1Instituto Estadual do Ambiente – INEA, Rio de Janeiro/RJ, Brasil

2Programa de Pós-graduação em Engenharia Ambiental, Universidade Federal do Rio de Janeiro – UFRJ, Rio de Janeiro/RJ, Brasil

ABSTRACT

This study evaluated forest restoration projects filed at the state environmental agency of Rio de Janeiro (Inea), regarding the requirements contained in the Resolution Nº 36/2011. Legal, technical, environmental and ecological parameters of 65 restoration projects in the design and implementation phases were analyzed. Only 29% of the projects met the requirements of Resolution Nº 36/2011. The low compliance with the requirements of the resolution evidences the lack of knowledge of the current regulations in the state of Rio de Janeiro by the technical users of the system. This condition implies a longer time of environmental licensing. Recently, Inea has revoked Res. Nº 36/2011 through Res. Nº 143/2017, which, in addition to simplifying the presentation of restoration projects, gave rise to the State System for Monitoring and Evaluation of Forest Restoration – SEMAR.

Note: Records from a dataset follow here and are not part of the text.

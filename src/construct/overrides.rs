//! Validated override designs for specific factor totals.
//!
//! For 9, 10, 15, 16, 25 and 26 total factors the generic conference-matrix
//! recipe does not reproduce the published designs, so the base builder
//! substitutes these constants instead (Jones & Nachtsheim, 2011/2013).
//! Totals 9, 15 and 25 reuse the next-larger table; the pipeline truncates
//! the surplus columns.

use ndarray::Array2;

use super::paley::paley_matrix;

/// 20-run design serving 9 and 10 total factors.
///
/// Rows 10..20 are the negations of rows 0..10, so folding pairs every
/// trial with its mirror.
const DSD10: [[i32; 10]; 20] = [
    [0, 1, 1, 1, 1, 1, 1, 1, 1, 1],
    [1, 0, -1, -1, -1, -1, 1, 1, 1, 1],
    [1, -1, 0, -1, 1, 1, -1, -1, 1, 1],
    [1, -1, -1, 0, 1, 1, 1, 1, -1, -1],
    [1, -1, 1, 1, 0, -1, -1, 1, -1, 1],
    [1, -1, 1, 1, -1, 0, 1, -1, 1, -1],
    [1, 1, -1, 1, -1, 1, 0, -1, -1, 1],
    [1, 1, -1, 1, 1, -1, -1, 0, 1, -1],
    [1, 1, 1, -1, -1, 1, -1, 1, 0, -1],
    [1, 1, 1, -1, 1, -1, 1, -1, -1, 0],
    [0, -1, -1, -1, -1, -1, -1, -1, -1, -1],
    [-1, 0, 1, 1, 1, 1, -1, -1, -1, -1],
    [-1, 1, 0, 1, -1, -1, 1, 1, -1, -1],
    [-1, 1, 1, 0, -1, -1, -1, -1, 1, 1],
    [-1, 1, -1, -1, 0, 1, 1, -1, 1, -1],
    [-1, 1, -1, -1, 1, 0, -1, 1, -1, 1],
    [-1, -1, 1, -1, 1, -1, 0, 1, 1, -1],
    [-1, -1, 1, -1, -1, 1, 1, 0, -1, 1],
    [-1, -1, -1, 1, 1, -1, 1, -1, 0, 1],
    [-1, -1, -1, 1, -1, 1, -1, 1, 1, 0],
];

/// Upper half of the 32-run design serving 15 and 16 total factors.
/// The lower half is the negation of this block.
const DSD16_HALF: [[i32; 16]; 16] = [
    [0, 1, 1, 1, 1, 1, 1, 1, 1, 1, 1, 1, 1, 1, 1, 1],
    [-1, 0, 1, 1, -1, 1, -1, -1, 1, -1, 1, 1, -1, 1, -1, -1],
    [-1, -1, 0, 1, 1, -1, 1, -1, 1, -1, -1, 1, 1, -1, 1, -1],
    [-1, -1, -1, 0, 1, 1, -1, 1, 1, -1, -1, -1, 1, 1, -1, 1],
    [-1, 1, -1, -1, 0, 1, 1, -1, 1, 1, -1, -1, -1, 1, 1, -1],
    [-1, -1, 1, -1, -1, 0, 1, 1, 1, -1, 1, -1, -1, -1, 1, 1],
    [-1, 1, -1, 1, -1, -1, 0, 1, 1, 1, -1, 1, -1, -1, -1, 1],
    [-1, 1, 1, -1, 1, -1, -1, 0, 1, 1, 1, -1, 1, -1, -1, -1],
    [-1, -1, -1, -1, -1, -1, -1, -1, 0, 1, 1, 1, 1, 1, 1, 1],
    [-1, 1, 1, 1, -1, 1, -1, -1, -1, 0, -1, -1, 1, -1, 1, 1],
    [-1, -1, 1, 1, 1, -1, 1, -1, -1, 1, 0, -1, -1, 1, -1, 1],
    [-1, -1, -1, 1, 1, 1, -1, 1, -1, 1, 1, 0, -1, -1, 1, -1],
    [-1, 1, -1, -1, 1, 1, 1, -1, -1, -1, 1, 1, 0, -1, -1, 1],
    [-1, -1, 1, -1, -1, 1, 1, 1, -1, 1, -1, 1, 1, 0, -1, -1],
    [-1, 1, -1, 1, -1, -1, 1, 1, -1, -1, 1, -1, 1, 1, 0, -1],
    [-1, 1, 1, -1, 1, -1, -1, 1, -1, -1, -1, 1, -1, 1, 1, 0],
];

/// Starter vector of the 13×13 circulant block in the 25/26-factor design.
const STARTER_13: [i32; 13] = [-1, -1, 1, -1, 1, 1, 1, 1, 1, -1, 1, 1, 1];

/// The 20×10 override matrix as an owned array.
pub(crate) fn dsd10_matrix() -> Array2<i32> {
    let mut m = Array2::zeros((20, 10));
    for (i, row) in DSD10.iter().enumerate() {
        for (j, &v) in row.iter().enumerate() {
            m[[i, j]] = v;
        }
    }
    m
}

/// The 32×16 override matrix: the half table stacked above its negation.
pub(crate) fn dsd16_matrix() -> Array2<i32> {
    let mut m = Array2::zeros((32, 16));
    for (i, row) in DSD16_HALF.iter().enumerate() {
        for (j, &v) in row.iter().enumerate() {
            m[[i, j]] = v;
            m[[16 + i, j]] = -v;
        }
    }
    m
}

/// Build the circulant matrix of a starter vector.
///
/// Column `k` is the starter rotated left by `k`, i.e.
/// `out[i][k] = starter[(i + k) mod len]`.
pub(crate) fn circulant(starter: &[i32]) -> Array2<i32> {
    let n = starter.len();
    let mut m = Array2::zeros((n, n));
    for i in 0..n {
        for k in 0..n {
            m[[i, k]] = starter[(i + k) % n];
        }
    }
    m
}

/// 52×26 override matrix serving 25 and 26 total factors.
///
/// Assembled from the 13-element Paley matrix `A` and the circulant block
/// `B` as `C = [[A, B], [Bᵗ, −A]]`, stacked above its own negation.
pub(crate) fn dsd26_matrix() -> Array2<i32> {
    let a = paley_matrix(13);
    let b = circulant(&STARTER_13);

    let mut c = Array2::zeros((26, 26));
    for i in 0..13 {
        for j in 0..13 {
            c[[i, j]] = a[[i, j]];
            c[[i, 13 + j]] = b[[i, j]];
            c[[13 + i, j]] = b[[j, i]];
            c[[13 + i, 13 + j]] = -a[[i, j]];
        }
    }

    let mut f = Array2::zeros((52, 26));
    for i in 0..26 {
        for j in 0..26 {
            f[[i, j]] = c[[i, j]];
            f[[26 + i, j]] = -c[[i, j]];
        }
    }
    f
}

/// The override design for an exact factor total, if one exists.
pub(crate) fn override_design(n_factors: usize) -> Option<Array2<i32>> {
    match n_factors {
        9 | 10 => Some(dsd10_matrix()),
        15 | 16 => Some(dsd16_matrix()),
        25 | 26 => Some(dsd26_matrix()),
        _ => None,
    }
}

#[cfg(test)]
mod tests {
    use super::*;

    #[test]
    fn test_dsd10_fold_mirror() {
        let m = dsd10_matrix();
        for i in 0..10 {
            for j in 0..10 {
                assert_eq!(m[[10 + i, j]], -m[[i, j]], "row {} not mirrored", 10 + i);
            }
        }
    }

    #[test]
    fn test_dsd10_zero_diagonal_pattern() {
        // Each half row k has its single zero in column k.
        let m = dsd10_matrix();
        for i in 0..10 {
            let zeros: Vec<usize> = (0..10).filter(|&j| m[[i, j]] == 0).collect();
            assert_eq!(zeros, vec![i]);
        }
    }

    #[test]
    fn test_dsd16_fold_mirror() {
        let m = dsd16_matrix();
        assert_eq!(m.dim(), (32, 16));
        for i in 0..16 {
            for j in 0..16 {
                assert_eq!(m[[16 + i, j]], -m[[i, j]]);
            }
        }
    }

    #[test]
    fn test_circulant_rotation() {
        let b = circulant(&[1, 2, 3, 4]);

        assert_eq!(b.dim(), (4, 4));
        // Column 0 is the starter itself
        for i in 0..4 {
            assert_eq!(b[[i, 0]], [1, 2, 3, 4][i]);
        }
        // Column k is the starter rotated left by k
        assert_eq!(b[[0, 1]], 2);
        assert_eq!(b[[3, 1]], 1);
        assert_eq!(b[[0, 3]], 4);
        assert_eq!(b[[1, 3]], 1);
    }

    #[test]
    fn test_circulant_starter_signs() {
        let b = circulant(&STARTER_13);
        // Every row and column holds the starter's 4 lows and 9 highs.
        for i in 0..13 {
            let row_lows = (0..13).filter(|&k| b[[i, k]] == -1).count();
            let col_lows = (0..13).filter(|&k| b[[k, i]] == -1).count();
            assert_eq!(row_lows, 4);
            assert_eq!(col_lows, 4);
        }
    }

    #[test]
    fn test_dsd26_fold_mirror() {
        let m = dsd26_matrix();
        assert_eq!(m.dim(), (52, 26));
        for i in 0..26 {
            for j in 0..26 {
                assert_eq!(m[[26 + i, j]], -m[[i, j]]);
            }
        }
    }

    #[test]
    fn test_dsd26_quadrants() {
        let m = dsd26_matrix();
        let a = paley_matrix(13);
        let b = circulant(&STARTER_13);
        for i in 0..13 {
            for j in 0..13 {
                assert_eq!(m[[i, j]], a[[i, j]]);
                assert_eq!(m[[i, 13 + j]], b[[i, j]]);
                assert_eq!(m[[13 + i, j]], b[[j, i]]);
                assert_eq!(m[[13 + i, 13 + j]], -a[[i, j]]);
            }
        }
    }

    #[test]
    fn test_override_totals() {
        for n in [9, 10, 15, 16, 25, 26] {
            assert!(override_design(n).is_some(), "total {n} should override");
        }
        for n in [4, 8, 11, 14, 17, 24, 27, 30] {
            assert!(override_design(n).is_none(), "total {n} should be generic");
        }
    }
}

Keywords:  forest restoration; PRAD; Inea Resolution Nº 36/2011; Inea Resolution Nº 143/2017

1. INTRODUCTION

Despite the increasing efforts to restore degraded areas, ecological restoration is still a relatively recent scientific discipline (Aronson et al., 2011). In this sense, scientific advances are necessary for restoration programs to be truly effective (Brancalion et al., 2010), which means that the results of new studies need to be incorporated into forest restoration projects.

The current paradigm based primarily on ecosystem knowledge and species growth capacity (Hobbs & Harris, 2001) is not sufficient to ensure the success of forest restoration efforts.

From this perspective, forest restoration is adopted as a compensatory measure within the environmental licensing system (Lopes & Ribeiro, 2016).

In general, new enterprises demand an authorisation for the removal of native vegetation in order to install their infrastructure. Associated with the mechanisms of environmental compensation, deforestation seeks to reconcile economic interests such as the expansion of productive activity, the maintenance of environmental services, the conservation of biodiversity and the preservation of the landscape.

However, current environmental compensation mechanisms need to be improved to resolve issues such as the time lag between the planting establishment of a new forest, the high degree of uncertainty in restoration processes, and the application of the economic value established in the environmental compensation measures (Maron et al., 2012).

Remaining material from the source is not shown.